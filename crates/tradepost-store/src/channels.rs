//! Channel registry: group definitions, membership and message history.

use rusqlite::{params, Connection, OptionalExtension};
use tracing::info;
use uuid::Uuid;

use tradepost_shared::{MessageType, ResolvedMessage, UserRef};

use crate::database::{format_timestamp, parse_timestamp, parse_uuid, read_user_ref, Database};
use crate::error::{Result, StoreError};
use crate::messages::{insert_message, row_to_resolved, validate_body, RESOLVED_SELECT};
use crate::models::Channel;

impl Database {
    // ------------------------------------------------------------------
    // Create
    // ------------------------------------------------------------------

    /// Create a channel owned by `admin`.
    ///
    /// Fails with `Validation` if the name is blank or if the admin or any
    /// member is not in the user directory. Repeated members are stored
    /// once. The admin does not have to be listed as a member.
    pub fn create_channel(
        &self,
        name: &str,
        admin: UserRef,
        members: &[UserRef],
    ) -> Result<Channel> {
        let name = name.trim();
        if name.is_empty() {
            return Err(StoreError::Validation("channel name is required".into()));
        }
        if !self.user_exists(admin)? {
            return Err(StoreError::Validation(format!("admin user {admin} not found")));
        }

        let mut unique: Vec<UserRef> = Vec::with_capacity(members.len());
        for member in members {
            if !unique.contains(member) {
                unique.push(*member);
            }
        }

        let mut unknown = Vec::new();
        for member in &unique {
            if !self.user_exists(*member)? {
                unknown.push(member.to_string());
            }
        }
        if !unknown.is_empty() {
            return Err(StoreError::Validation(format!(
                "some members are not valid users: {}",
                unknown.join(", ")
            )));
        }

        let now = self.next_timestamp();
        let channel = Channel {
            id: Uuid::new_v4(),
            name: name.to_string(),
            admin,
            members: unique,
            messages: Vec::new(),
            created_at: now,
            updated_at: now,
        };

        let tx = self.conn().unchecked_transaction()?;
        tx.execute(
            "INSERT INTO channels (id, name, admin_kind, admin_id, created_at, updated_at)
             VALUES (?1, ?2, ?3, ?4, ?5, ?5)",
            params![
                channel.id.to_string(),
                channel.name,
                admin.kind.as_str(),
                admin.id.to_string(),
                format_timestamp(&now),
            ],
        )?;
        for (position, member) in channel.members.iter().enumerate() {
            tx.execute(
                "INSERT INTO channel_members (channel_id, member_kind, member_id, position)
                 VALUES (?1, ?2, ?3, ?4)",
                params![
                    channel.id.to_string(),
                    member.kind.as_str(),
                    member.id.to_string(),
                    position as i64,
                ],
            )?;
        }
        tx.commit()?;

        info!(
            channel_id = %channel.id,
            name = %channel.name,
            %admin,
            members = channel.members.len(),
            "channel created"
        );
        Ok(channel)
    }

    // ------------------------------------------------------------------
    // Read
    // ------------------------------------------------------------------

    pub fn get_channel(&self, id: Uuid) -> Result<Channel> {
        load_channel(self.conn(), id)?.ok_or_else(|| StoreError::not_found(format!("channel {id}")))
    }

    /// Channels where `user` is the admin or a member, most recently active
    /// first.
    pub fn find_channels_for_user(&self, user: UserRef) -> Result<Vec<Channel>> {
        let mut stmt = self.conn().prepare(
            "SELECT c.id
             FROM channels c
             WHERE (c.admin_kind = ?1 AND c.admin_id = ?2)
                OR EXISTS (SELECT 1 FROM channel_members cm
                           WHERE cm.channel_id = c.id
                             AND cm.member_kind = ?1 AND cm.member_id = ?2)
             ORDER BY c.updated_at DESC",
        )?;

        let ids = stmt.query_map(params![user.kind.as_str(), user.id.to_string()], |row| {
            let id: String = row.get(0)?;
            parse_uuid(0, &id)
        })?;

        let mut channels = Vec::new();
        for id in ids {
            channels.push(self.get_channel(id?)?);
        }
        Ok(channels)
    }

    /// Everyone a channel message is delivered to: the members plus the
    /// admin, each once.
    pub fn members_and_admin(&self, channel_id: Uuid) -> Result<Vec<UserRef>> {
        let channel = self.get_channel(channel_id)?;
        let mut targets = channel.members;
        if !targets.contains(&channel.admin) {
            targets.push(channel.admin);
        }
        Ok(targets)
    }

    /// The channel's messages in the order they were appended, with senders
    /// resolved.
    pub fn channel_messages(&self, channel_id: Uuid) -> Result<Vec<ResolvedMessage>> {
        require_channel(self.conn(), channel_id)?;

        let mut stmt = self.conn().prepare(&format!(
            "{RESOLVED_SELECT}
             JOIN channel_messages cm ON cm.message_id = m.id
             WHERE cm.channel_id = ?1
             ORDER BY cm.seq ASC"
        ))?;

        let rows = stmt.query_map(params![channel_id.to_string()], row_to_resolved)?;

        let mut messages = Vec::new();
        for row in rows {
            messages.push(row?);
        }
        Ok(messages)
    }

    // ------------------------------------------------------------------
    // Update
    // ------------------------------------------------------------------

    /// Append an existing channel message to a channel and refresh
    /// `updated_at`, atomically.
    pub fn append_message(&self, channel_id: Uuid, message_id: Uuid) -> Result<()> {
        let tx = self.conn().unchecked_transaction()?;
        append_in(&tx, self, channel_id, message_id)?;
        tx.commit()?;
        Ok(())
    }

    /// Create a channel message and append it to `channel_id` in one
    /// transaction. An unknown channel leaves no message behind.
    pub fn post_channel_message(
        &self,
        channel_id: Uuid,
        sender: UserRef,
        message_type: MessageType,
        content: Option<String>,
        file_url: Option<String>,
    ) -> Result<ResolvedMessage> {
        let body = validate_body(message_type, content, file_url)?;
        self.require_user(sender)?;

        let tx = self.conn().unchecked_transaction()?;
        let id = insert_message(&tx, self, sender, None, &body)?;
        append_in(&tx, self, channel_id, id)?;
        tx.commit()?;

        tracing::debug!(message_id = %id, %channel_id, %sender, "stored channel message");
        self.resolved_or_integrity(id)
    }
}

// ---------------------------------------------------------------------------
// Helpers
// ---------------------------------------------------------------------------

fn require_channel(conn: &Connection, channel_id: Uuid) -> Result<()> {
    let found: Option<i64> = conn
        .query_row(
            "SELECT 1 FROM channels WHERE id = ?1",
            params![channel_id.to_string()],
            |row| row.get(0),
        )
        .optional()?;
    match found {
        Some(_) => Ok(()),
        None => Err(StoreError::not_found(format!("channel {channel_id}"))),
    }
}

fn append_in(conn: &Connection, db: &Database, channel_id: Uuid, message_id: Uuid) -> Result<()> {
    require_channel(conn, channel_id)?;

    let recipient: Option<Option<String>> = conn
        .query_row(
            "SELECT recipient_id FROM messages WHERE id = ?1",
            params![message_id.to_string()],
            |row| row.get(0),
        )
        .optional()?;
    match recipient {
        None => return Err(StoreError::not_found(format!("message {message_id}"))),
        Some(Some(_)) => {
            return Err(StoreError::Validation(format!(
                "message {message_id} is a direct message"
            )))
        }
        Some(None) => {}
    }

    let linked: Option<String> = conn
        .query_row(
            "SELECT channel_id FROM channel_messages WHERE message_id = ?1",
            params![message_id.to_string()],
            |row| row.get(0),
        )
        .optional()?;
    if linked.is_some() {
        return Err(StoreError::Validation(format!(
            "message {message_id} already belongs to a channel"
        )));
    }

    conn.execute(
        "INSERT INTO channel_messages (channel_id, message_id) VALUES (?1, ?2)",
        params![channel_id.to_string(), message_id.to_string()],
    )?;
    conn.execute(
        "UPDATE channels SET updated_at = ?2 WHERE id = ?1",
        params![channel_id.to_string(), format_timestamp(&db.next_timestamp())],
    )?;
    Ok(())
}

fn load_channel(conn: &Connection, id: Uuid) -> Result<Option<Channel>> {
    let head = conn
        .query_row(
            "SELECT id, name, admin_kind, admin_id, created_at, updated_at
             FROM channels WHERE id = ?1",
            params![id.to_string()],
            |row| {
                let id: String = row.get(0)?;
                let created: String = row.get(4)?;
                let updated: String = row.get(5)?;
                Ok(Channel {
                    id: parse_uuid(0, &id)?,
                    name: row.get(1)?,
                    admin: read_user_ref(row, 2)?,
                    members: Vec::new(),
                    messages: Vec::new(),
                    created_at: parse_timestamp(4, &created)?,
                    updated_at: parse_timestamp(5, &updated)?,
                })
            },
        )
        .optional()?;

    let Some(mut channel) = head else {
        return Ok(None);
    };

    let mut stmt = conn.prepare(
        "SELECT member_kind, member_id FROM channel_members
         WHERE channel_id = ?1 ORDER BY position ASC",
    )?;
    let members = stmt.query_map(params![id.to_string()], |row| read_user_ref(row, 0))?;
    for member in members {
        channel.members.push(member?);
    }

    let mut stmt = conn.prepare(
        "SELECT message_id FROM channel_messages WHERE channel_id = ?1 ORDER BY seq ASC",
    )?;
    let messages = stmt.query_map(params![id.to_string()], |row| {
        let id: String = row.get(0)?;
        parse_uuid(0, &id)
    })?;
    for message in messages {
        channel.messages.push(message?);
    }

    Ok(Some(channel))
}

-------------------------

#### WORK TASK:
From the top of the material above, please transcribe each line exactly. Include the line with "admin or any" and end there.

#### FINISHED TASK:
filename crates/tradepost-store/src/channels.rs
//! Channel registry: group definitions, membership and message history.

use rusqlite::{params, Connection, OptionalExtension};
use tracing::info;
use uuid::Uuid;

use tradepost_shared::{MessageType, ResolvedMessage, UserRef};

use crate::database::{format_timestamp, parse_timestamp, parse_uuid, read_user_ref, Database};
use crate::error::{Result, StoreError};
use crate::messages::{insert_message, row_to_resolved, validate_body, RESOLVED_SELECT};
use crate::models::Channel;

impl Database {
    // ------------------------------------------------------------------
    // Create
    // ------------------------------------------------------------------

    /// Create a channel owned by `admin`.
    ///
    /// Fails with `Validation` if the name is blank or if the admin or any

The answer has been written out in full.